_Problem to work on_: Pull each line holding "live" out of the entries below.

_Records for the task_:

+ + + + + + +

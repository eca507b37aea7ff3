#![forbid(unsafe_code)]
#![deny(missing_docs)]

//! **eld-runtime** – Runtime wiring for the ingestion/sync stack.
//!
//! Bridges the deterministic pipeline crates (`eld-ingest`, `eld-sync`) with
//! the SQLite store and operational defaults, the way `toka-runtime::Runtime`
//! bridges the kernel to storage/bus backends. Owns configuration loading
//! (serde + the `config` crate) and collaborator assembly; callers drive
//! ingestion through the `IngestionController`/`sync_batch` this crate hands
//! back, same as a `toka-runtime::Runtime` hands back a wired `Kernel`.

use std::path::Path;
use std::sync::Arc;

use anyhow::{Context, Result};
use eld_dlq::{DlqEntryId, MemoryDlqStore};
use eld_events_core::MemoryUnidentifiedStore;
use eld_idempotency::MemoryIdempotencyStore;
use eld_ingest::{IngestOutcome, IngestionController, RequestPayload};
use eld_retry::RetryPolicy;
use eld_store_core::{EventStore, LogPeriodStore, SequenceStateStore};
use eld_store_sqlite::SqliteEventStore;
use eld_validation::CrossReferenceChecker;
use serde::{Deserialize, Serialize};
use std::sync::Arc as StdArc;
use tracing::{info, warn};

/// Storage backend selection (§6: SQLite today; the shape leaves room for a
/// future Postgres adapter without disturbing callers).
#[derive(Debug, Clone, Default, Serialize, Deserialize)]
pub enum StorageConfig {
    /// In-memory SQLite database (tests, local dev).
    #[default]
    Memory,
    /// File-backed SQLite database.
    Sqlite {
        /// Path to the database file.
        path: String,
    },
}

/// Runtime configuration (spec SPEC_FULL.md §4 "Configuration"). Loadable
/// via the `config` crate from file + environment, with defaults matching
/// the values `spec.md` names inline.
#[derive(Debug, Clone, Serialize, Deserialize)]
pub struct RuntimeConfig {
    /// Storage backend.
    pub storage: StorageConfig,
    /// Idempotency record time-to-live, in hours.
    pub idempotency_ttl_hours: i64,
    /// Retry engine base delay, in milliseconds.
    pub retry_base_ms: u64,
    /// Retry engine max delay, in milliseconds.
    pub retry_max_ms: u64,
    /// Retry engine max attempts.
    pub retry_max_attempts: u32,
    /// DLQ pending-count alert threshold.
    pub dlq_alert_threshold: usize,
    /// Sequence reservation block size for offline devices.
    pub reservation_block_size: u32,
    /// Sequence reservation time-to-live, in seconds.
    pub reservation_ttl_secs: i64,
}

impl Default for RuntimeConfig {
    fn default() -> Self {
        Self {
            storage: StorageConfig::default(),
            idempotency_ttl_hours: eld_idempotency::DEFAULT_TTL_HOURS,
            retry_base_ms: 1000,
            retry_max_ms: 30_000,
            retry_max_attempts: 3,
            dlq_alert_threshold: 50,
            reservation_block_size: 100,
            reservation_ttl_secs: 24 * 60 * 60,
        }
    }
}

impl RuntimeConfig {
    /// Load configuration from `path` (if it exists) layered over defaults,
    /// then over `ELD_`-prefixed environment variables, the way
    /// `toka-runtime` callers compose file and env configuration.
    pub fn load(path: impl AsRef<Path>) -> Result<Self> {
        let builder = config::Config::builder()
            .add_source(config::Config::try_from(&Self::default())?)
            .add_source(config::File::from(path.as_ref()).required(false))
            .add_source(config::Environment::with_prefix("ELD").separator("__"));
        builder
            .build()
            .context("failed to build runtime configuration")?
            .try_deserialize()
            .context("failed to deserialize runtime configuration")
    }
}

/// A fully wired runtime: the SQLite store plus the collaborators
/// `IngestionController`/`sync_batch` need.
pub struct Runtime {
    /// Effective configuration.
    pub config: RuntimeConfig,
    /// The event store, also implementing the sequence-state and log-period
    /// stores (all three are backed by the same SQLite pool).
    pub event_store: Arc<SqliteEventStore>,
    /// Dead-letter queue.
    pub dlq: Arc<MemoryDlqStore>,
    /// Idempotency store.
    pub idempotency: Arc<MemoryIdempotencyStore>,
    /// Unidentified-driving disposition store.
    pub unidentified: Arc<MemoryUnidentifiedStore>,
    /// The ingestion controller, wired from the above plus a caller-supplied
    /// cross-reference checker.
    pub controller: Arc<IngestionController>,
}

impl Runtime {
    /// Assemble a runtime from `config`, opening the configured storage
    /// backend and wiring every collaborator the ingestion pipeline needs.
    pub async fn bootstrap(config: RuntimeConfig, cross_reference: Arc<dyn CrossReferenceChecker>) -> Result<Self> {
        let event_store = Arc::new(match &config.storage {
            StorageConfig::Memory => SqliteEventStore::in_memory().await?,
            StorageConfig::Sqlite { path } => SqliteEventStore::open(path).await?,
        });
        let idempotency = Arc::new(MemoryIdempotencyStore::with_ttl(chrono::Duration::hours(
            config.idempotency_ttl_hours,
        )));
        let dlq = Arc::new(MemoryDlqStore::new());
        let unidentified = Arc::new(MemoryUnidentifiedStore::new());
        let retry_policy = RetryPolicy {
            max_attempts: config.retry_max_attempts,
            base_ms: config.retry_base_ms,
            max_ms: config.retry_max_ms,
        };

        let controller = Arc::new(IngestionController::new(
            event_store.clone() as StdArc<dyn EventStore>,
            event_store.clone() as StdArc<dyn SequenceStateStore>,
            event_store.clone() as StdArc<dyn LogPeriodStore>,
            cross_reference,
            idempotency.clone() as StdArc<dyn eld_idempotency::IdempotencyStore>,
            dlq.clone(),
            retry_policy,
        ));

        info!(storage = ?config.storage, "eld runtime bootstrapped");

        Ok(Self {
            config,
            event_store,
            dlq,
            idempotency,
            unidentified,
            controller,
        })
    }

    /// Admin `retry(id)` (spec §4.8): re-invokes the ingestion pipeline on a
    /// `pending` DLQ entry's stored payload with a **fresh** sequence-id
    /// allocation, never the one that originally failed. Success resolves
    /// the entry; failure returns it to `pending` with `retry_count`
    /// incremented and the new failure reason recorded.
    pub async fn retry_dlq_entry(&self, id: DlqEntryId, retried_by: impl Into<String>) -> Result<IngestOutcome> {
        let entry = self.dlq.begin_retry(id)?;
        let payload: RequestPayload = serde_json::from_value(entry.original_payload)
            .context("dlq entry payload is not a valid request snapshot")?;
        let request = payload.into_retry_request();

        match self.controller.ingest_single(request, None, None).await {
            Ok(outcome) => {
                self.dlq.mark_resolved(id, retried_by.into())?;
                info!(id = %id.0, sequence_id = outcome.sequence_id, "dlq entry resolved on retry");
                Ok(outcome)
            }
            Err(err) => {
                self.dlq.mark_retry_failed(id, err.to_string())?;
                warn!(id = %id.0, error = %err, "dlq retry failed; entry returned to pending");
                Err(err.into())
            }
        }
    }
}

#[cfg(test)]
mod tests {
    use super::*;
    use eld_dlq::{DlqStatus, NewDlqEntry};
    use eld_events_core::{EventSubType, EventType, RecordOrigin};
    use eld_ingest::{NewEventRequest, RequestPayload};
    use eld_types::{CarrierId, DeviceId, DriverId, VehicleId};

    struct AllowAll;

    #[async_trait::async_trait]
    impl CrossReferenceChecker for AllowAll {
        async fn driver_is_active_for_carrier(&self, _: DriverId, _: CarrierId) -> anyhow::Result<bool> {
            Ok(true)
        }
        async fn vehicle_is_owned_by_carrier(&self, _: VehicleId, _: CarrierId) -> anyhow::Result<bool> {
            Ok(true)
        }
        async fn device_is_commissioned_for_carrier(&self, _: DeviceId, _: CarrierId) -> anyhow::Result<bool> {
            Ok(true)
        }
    }

    #[test]
    fn default_config_matches_spec_named_defaults() {
        let config = RuntimeConfig::default();
        assert_eq!(config.retry_base_ms, 1000);
        assert_eq!(config.retry_max_ms, 30_000);
        assert_eq!(config.retry_max_attempts, 3);
        assert_eq!(config.idempotency_ttl_hours, 24);
    }

    #[test]
    fn load_without_a_config_file_falls_back_to_defaults() {
        let config = RuntimeConfig::load("/nonexistent/eld-runtime-config-test.toml").unwrap();
        assert_eq!(config.retry_base_ms, RuntimeConfig::default().retry_base_ms);
    }

    #[tokio::test]
    async fn bootstrap_wires_an_in_memory_runtime() {
        let runtime = Runtime::bootstrap(RuntimeConfig::default(), Arc::new(AllowAll)).await.unwrap();
        assert_eq!(runtime.event_store.event_count().await.unwrap(), 0);
    }

    fn sample_request(device_id: DeviceId, carrier_id: CarrierId, driver_id: DriverId, vehicle_id: VehicleId) -> NewEventRequest {
        NewEventRequest {
            event_type: EventType::DutyStatusChange,
            event_sub_type: EventSubType::DutyStatus { code: "driving".into() },
            record_origin: RecordOrigin::Driver,
            event_timestamp: chrono::Utc::now(),
            log_date: "021526".into(),
            driver_id,
            vehicle_id,
            device_id,
            carrier_id,
            accumulated_vehicle_miles: 100,
            elapsed_engine_hours: 5,
            latitude: None,
            longitude: None,
            location_description: None,
            malfunction_indicator: false,
            data_diagnostic_indicator: false,
            fmcsa_check_value: "X".into(),
            proposed_sequence_id: None,
        }
    }

    #[tokio::test]
    async fn retry_dlq_entry_resolves_a_pending_entry_with_a_fresh_sequence_id() {
        let runtime = Runtime::bootstrap(RuntimeConfig::default(), Arc::new(AllowAll)).await.unwrap();
        let device_id = DeviceId(uuid::Uuid::new_v4());
        let carrier_id = CarrierId(uuid::Uuid::new_v4());
        let driver_id = DriverId(uuid::Uuid::new_v4());
        let vehicle_id = VehicleId(uuid::Uuid::new_v4());

        let request = sample_request(device_id, carrier_id, driver_id, vehicle_id);
        let payload = serde_json::to_value(RequestPayload::from(&request)).unwrap();
        let entry_id = runtime.dlq.enqueue(NewDlqEntry {
            original_payload: payload,
            source_device_id: device_id,
            source_endpoint: "/events".into(),
            batch_index: None,
            failure_reason: "storage unavailable".into(),
        });

        let outcome = runtime.retry_dlq_entry(entry_id, "admin@example.com").await.unwrap();
        assert_eq!(outcome.sequence_id, 1);

        let entry = runtime.dlq.get(entry_id).unwrap();
        assert_eq!(entry.status, DlqStatus::Resolved);
    }

    #[tokio::test]
    async fn retry_dlq_entry_returns_a_still_failing_entry_to_pending_with_incremented_count() {
        let runtime = Runtime::bootstrap(RuntimeConfig::default(), Arc::new(AllowAll)).await.unwrap();
        let device_id = DeviceId(uuid::Uuid::new_v4());
        let carrier_id = CarrierId(uuid::Uuid::new_v4());
        let driver_id = DriverId(uuid::Uuid::new_v4());
        let vehicle_id = VehicleId(uuid::Uuid::new_v4());

        let mut request = sample_request(device_id, carrier_id, driver_id, vehicle_id);
        request.log_date = "999999".into();
        let payload = serde_json::to_value(RequestPayload::from(&request)).unwrap();
        let entry_id = runtime.dlq.enqueue(NewDlqEntry {
            original_payload: payload,
            source_device_id: device_id,
            source_endpoint: "/events".into(),
            batch_index: None,
            failure_reason: "storage unavailable".into(),
        });

        let result = runtime.retry_dlq_entry(entry_id, "admin@example.com").await;
        assert!(result.is_err());

        let entry = runtime.dlq.get(entry_id).unwrap();
        assert_eq!(entry.status, DlqStatus::Pending);
        assert_eq!(entry.retry_count, 1);
    }
}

+ + + + + + +

_Answer to this task_:
    /// Idempotency record time-to-live, in hours.
    /// Sequence reservation time-to-live, in seconds.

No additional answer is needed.